◆ Task details:
Read each of the lines below and tally those with "cleanup"; the tally is the whole answer.

◆ Source material:
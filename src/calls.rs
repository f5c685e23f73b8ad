//! Call signaling for the Pulse real-time core
//!
//! One ephemeral session per conversation: Ringing until answered, declined,
//! ended, timed out, or a party disconnects. Every terminal transition writes
//! exactly one call-log message into the conversation history. The session
//! table holds the mutation points; `CallSignaling` executes the side effects
//! (log writes, pushes, notifications, timers) around them.

use std::sync::Arc;
use std::time::Duration;

use chrono::{DateTime, Utc};
use dashmap::DashMap;
use tokio::task::AbortHandle;
use uuid::Uuid;

use crate::error::{AppError, Result};
use crate::models::*;
use crate::notify::Notifier;
use crate::presence::PresenceRegistry;
use crate::store::Store;

/// Ephemeral per-conversation call state. Never persisted; a process restart
/// drops every live call.
#[derive(Clone)]
pub struct CallSession {
    pub session_id: String,
    pub caller: String,
    pub callee: String,
    pub media: CallMedia,
    pub accepted: bool,
    pub started_at: Option<DateTime<Utc>>,
    timer: Option<AbortHandle>,
}

impl CallSession {
    fn new(caller: &str, callee: &str, media: CallMedia) -> Self {
        Self {
            session_id: Uuid::new_v4().to_string(),
            caller: caller.to_string(),
            callee: callee.to_string(),
            media,
            accepted: false,
            started_at: None,
            timer: None,
        }
    }

    pub fn involves(&self, user_id: &str) -> bool {
        self.caller == user_id || self.callee == user_id
    }

    fn other_party(&self, user_id: &str) -> &str {
        if self.caller == user_id {
            &self.callee
        } else {
            &self.caller
        }
    }

    fn cancel_timer(&self) {
        if let Some(timer) = &self.timer {
            timer.abort();
        }
    }
}

/// In-memory session table keyed by conversation id. Each transition is a
/// single atomic map operation; the ring timer carries the session id it was
/// armed for and is ignored if the slot has since been replaced or emptied.
pub struct CallSessionTable {
    sessions: DashMap<String, CallSession>,
}

impl CallSessionTable {
    pub fn new() -> Self {
        Self { sessions: DashMap::new() }
    }

    /// Install a new ringing session, superseding any existing one for the
    /// conversation (its timer is cancelled).
    fn install(&self, conversation_id: &str, session: CallSession) {
        if let Some(old) = self.sessions.insert(conversation_id.to_string(), session) {
            old.cancel_timer();
        }
    }

    /// Attach the ring timer to the session it was spawned for. If the slot
    /// was replaced or emptied in the meantime, the timer is aborted instead.
    fn arm_timer(&self, conversation_id: &str, session_id: &str, handle: AbortHandle) {
        if let Some(mut session) = self.sessions.get_mut(conversation_id) {
            if session.session_id == session_id {
                session.timer = Some(handle);
                return;
            }
        }
        handle.abort();
    }

    /// Ringing -> Accepted, valid only for the callee of a ringing session.
    fn accept(&self, conversation_id: &str, callee: &str, now: DateTime<Utc>) -> Option<CallSession> {
        let mut session = self.sessions.get_mut(conversation_id)?;
        if session.accepted || session.callee != callee {
            return None;
        }
        if let Some(timer) = session.timer.take() {
            timer.abort();
        }
        session.accepted = true;
        session.started_at = Some(now);
        Some(session.clone())
    }

    /// Remove a ringing session on behalf of its callee (decline path).
    fn take_ringing(&self, conversation_id: &str, callee: &str) -> Option<CallSession> {
        self.sessions
            .remove_if(conversation_id, |_, s| !s.accepted && s.callee == callee)
            .map(|(_, session)| {
                session.cancel_timer();
                session
            })
    }

    /// Remove a session whose ring timer just fired. The session id guard
    /// makes a stale timer (session already replaced or gone) a no-op.
    fn take_expired(&self, conversation_id: &str, session_id: &str) -> Option<CallSession> {
        self.sessions
            .remove_if(conversation_id, |_, s| !s.accepted && s.session_id == session_id)
            .map(|(_, session)| {
                session.cancel_timer();
                session
            })
    }

    /// Remove a session on behalf of either party (end path).
    fn take_for_party(&self, conversation_id: &str, user_id: &str) -> Option<CallSession> {
        self.sessions
            .remove_if(conversation_id, |_, s| s.involves(user_id))
            .map(|(_, session)| {
                session.cancel_timer();
                session
            })
    }

    /// Remove every session a user is a party of (disconnect cleanup).
    fn take_all_for_user(&self, user_id: &str) -> Vec<(String, CallSession)> {
        let conversation_ids: Vec<String> = self
            .sessions
            .iter()
            .filter(|entry| entry.value().involves(user_id))
            .map(|entry| entry.key().clone())
            .collect();

        conversation_ids
            .into_iter()
            .filter_map(|conversation_id| {
                self.sessions
                    .remove_if(&conversation_id, |_, s| s.involves(user_id))
                    .map(|(id, session)| {
                        session.cancel_timer();
                        (id, session)
                    })
            })
            .collect()
    }

    pub fn get(&self, conversation_id: &str) -> Option<CallSession> {
        self.sessions.get(conversation_id).map(|s| s.clone())
    }

    pub fn len(&self) -> usize {
        self.sessions.len()
    }

    pub fn is_empty(&self) -> bool {
        self.sessions.is_empty()
    }
}

impl Default for CallSessionTable {
    fn default() -> Self {
        Self::new()
    }
}

pub struct CallSignaling {
    table: CallSessionTable,
    store: Arc<Store>,
    presence: Arc<PresenceRegistry>,
    notifier: Arc<Notifier>,
    ring_timeout: Duration,
}

impl CallSignaling {
    pub fn new(
        store: Arc<Store>,
        presence: Arc<PresenceRegistry>,
        notifier: Arc<Notifier>,
        ring_timeout: Duration,
    ) -> Self {
        Self {
            table: CallSessionTable::new(),
            store,
            presence,
            notifier,
            ring_timeout,
        }
    }

    pub fn sessions(&self) -> &CallSessionTable {
        &self.table
    }

    /// Start ringing the other participant. An in-flight session for the same
    /// conversation is superseded.
    pub async fn invite(
        self: &Arc<Self>,
        caller: &str,
        conversation_id: &str,
        media: CallMedia,
    ) -> Result<()> {
        let conversation = self
            .store
            .find_conversation(conversation_id)
            .await?
            .ok_or_else(|| AppError::NotFound(format!("conversation {}", conversation_id)))?;
        if !conversation.is_participant(caller) {
            return Err(AppError::NotParticipant);
        }

        let callee = conversation.other_participant(caller).to_string();
        let session = CallSession::new(caller, &callee, media);
        let session_id = session.session_id.clone();
        self.table.install(conversation_id, session);

        let this = Arc::clone(self);
        let conversation_for_timer = conversation_id.to_string();
        let session_for_timer = session_id.clone();
        let timer = tokio::spawn(async move {
            tokio::time::sleep(this.ring_timeout).await;
            this.on_ring_timeout(&conversation_for_timer, &session_for_timer).await;
        });
        self.table.arm_timer(conversation_id, &session_id, timer.abort_handle());

        self.presence.send_to_user(
            &callee,
            &ServerEvent::CallInvite {
                conversation_id: conversation_id.to_string(),
                from: caller.to_string(),
                media,
            },
        );

        tracing::info!("Call invite: {} -> {} on {}", caller, callee, conversation_id);
        Ok(())
    }

    /// Accept or decline a ringing call. Answering a conversation with no
    /// live session is a silent no-op; races with disconnect cleanup are
    /// expected.
    pub async fn answer(&self, user_id: &str, conversation_id: &str, accept: bool) {
        if accept {
            let Some(session) = self.table.accept(conversation_id, user_id, Utc::now()) else {
                return;
            };
            self.presence.send_to_user(
                &session.caller,
                &ServerEvent::CallAnswer {
                    conversation_id: conversation_id.to_string(),
                    from: user_id.to_string(),
                    accept: true,
                },
            );
            tracing::info!("Call accepted on {}", conversation_id);
        } else {
            let Some(session) = self.table.take_ringing(conversation_id, user_id) else {
                return;
            };
            self.write_call_log(conversation_id, &session, CallOutcome::Declined).await;
            self.presence.send_to_user(
                &session.caller,
                &ServerEvent::CallAnswer {
                    conversation_id: conversation_id.to_string(),
                    from: user_id.to_string(),
                    accept: false,
                },
            );
            self.emit_call_end(conversation_id, &session.caller, &session.callee);
            self.notifier
                .notify(
                    &session.caller,
                    &session.callee,
                    "call_declined",
                    "declined your call",
                    Some(&format!("/messages/{}", conversation_id)),
                )
                .await;
            tracing::info!("Call declined on {}", conversation_id);
        }
    }

    /// Hang up from either side, from Ringing or Accepted. No live session is
    /// a silent no-op.
    pub async fn end(&self, user_id: &str, conversation_id: &str) {
        let Some(session) = self.table.take_for_party(conversation_id, user_id) else {
            return;
        };

        let outcome = if session.accepted { CallOutcome::Ended } else { CallOutcome::Missed };
        self.write_call_log(conversation_id, &session, outcome).await;
        self.presence.send_to_user(
            session.other_party(user_id),
            &ServerEvent::CallEnd {
                conversation_id: conversation_id.to_string(),
            },
        );
        tracing::info!("Call ended on {} ({:?})", conversation_id, outcome);
    }

    /// Disconnection of either party tears the session down like `end`,
    /// notifying whoever is still there.
    pub async fn handle_disconnect(&self, user_id: &str) {
        for (conversation_id, session) in self.table.take_all_for_user(user_id) {
            let outcome = if session.accepted { CallOutcome::Ended } else { CallOutcome::Missed };
            self.write_call_log(&conversation_id, &session, outcome).await;
            self.presence.send_to_user(
                session.other_party(user_id),
                &ServerEvent::CallEnd {
                    conversation_id: conversation_id.clone(),
                },
            );
            tracing::info!("Call torn down on {} after disconnect of {}", conversation_id, user_id);
        }
    }

    /// Opaque signaling relay (SDP offers/answers, ICE candidates). Not a
    /// state transition; forwarded to the other participant unmodified.
    pub async fn relay_signal(
        &self,
        user_id: &str,
        conversation_id: &str,
        payload: serde_json::Value,
    ) -> Result<()> {
        let conversation = self
            .store
            .find_conversation(conversation_id)
            .await?
            .ok_or_else(|| AppError::NotFound(format!("conversation {}", conversation_id)))?;
        if !conversation.is_participant(user_id) {
            return Err(AppError::NotParticipant);
        }

        self.presence.send_to_user(
            conversation.other_participant(user_id),
            &ServerEvent::CallSignal {
                conversation_id: conversation_id.to_string(),
                from: user_id.to_string(),
                payload,
            },
        );
        Ok(())
    }

    async fn on_ring_timeout(&self, conversation_id: &str, session_id: &str) {
        let Some(session) = self.table.take_expired(conversation_id, session_id) else {
            return;
        };

        self.write_call_log(conversation_id, &session, CallOutcome::Missed).await;
        self.emit_call_end(conversation_id, &session.caller, &session.callee);
        self.notifier
            .notify(
                &session.callee,
                &session.caller,
                "call_missed",
                "you missed a call",
                Some(&format!("/messages/{}", conversation_id)),
            )
            .await;
        tracing::info!("Call ring timeout on {}", conversation_id);
    }

    fn emit_call_end(&self, conversation_id: &str, caller: &str, callee: &str) {
        let event = ServerEvent::CallEnd {
            conversation_id: conversation_id.to_string(),
        };
        self.presence.send_to_user(caller, &event);
        self.presence.send_to_user(callee, &event);
    }

    /// Write the call-log message for a terminal transition and refresh the
    /// conversation for both participants. Failures are logged; there is no
    /// caller to surface them to from a timer or disconnect path.
    async fn write_call_log(&self, conversation_id: &str, session: &CallSession, outcome: CallOutcome) {
        let ended_at = Utc::now();
        let duration_secs = match (outcome, session.started_at) {
            (CallOutcome::Ended, Some(started_at)) => (ended_at - started_at).num_seconds().max(0),
            _ => 0,
        };
        let call_info = CallInfo {
            media: session.media,
            outcome,
            initiated_by: session.caller.clone(),
            received_by: session.callee.clone(),
            started_at: session.started_at,
            ended_at,
            duration_secs,
        };

        let message = match self
            .store
            .create_message(
                conversation_id,
                &session.caller,
                "",
                &[],
                MessageKind::Call,
                Some(&call_info),
                &[],
                &[],
            )
            .await
        {
            Ok(message) => message,
            Err(e) => {
                tracing::error!("Failed to write call log for {}: {}", conversation_id, e);
                return;
            }
        };

        if let Err(e) = self
            .store
            .touch_last_message(conversation_id, &message.message_id, message.created_at)
            .await
        {
            tracing::warn!("Failed to touch conversation {}: {}", conversation_id, e);
        }

        let event = ServerEvent::ConversationUpdated {
            conversation_id: conversation_id.to_string(),
        };
        self.presence.send_to_user(&session.caller, &event);
        self.presence.send_to_user(&session.callee, &event);
    }
}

◆ Exercise output:
2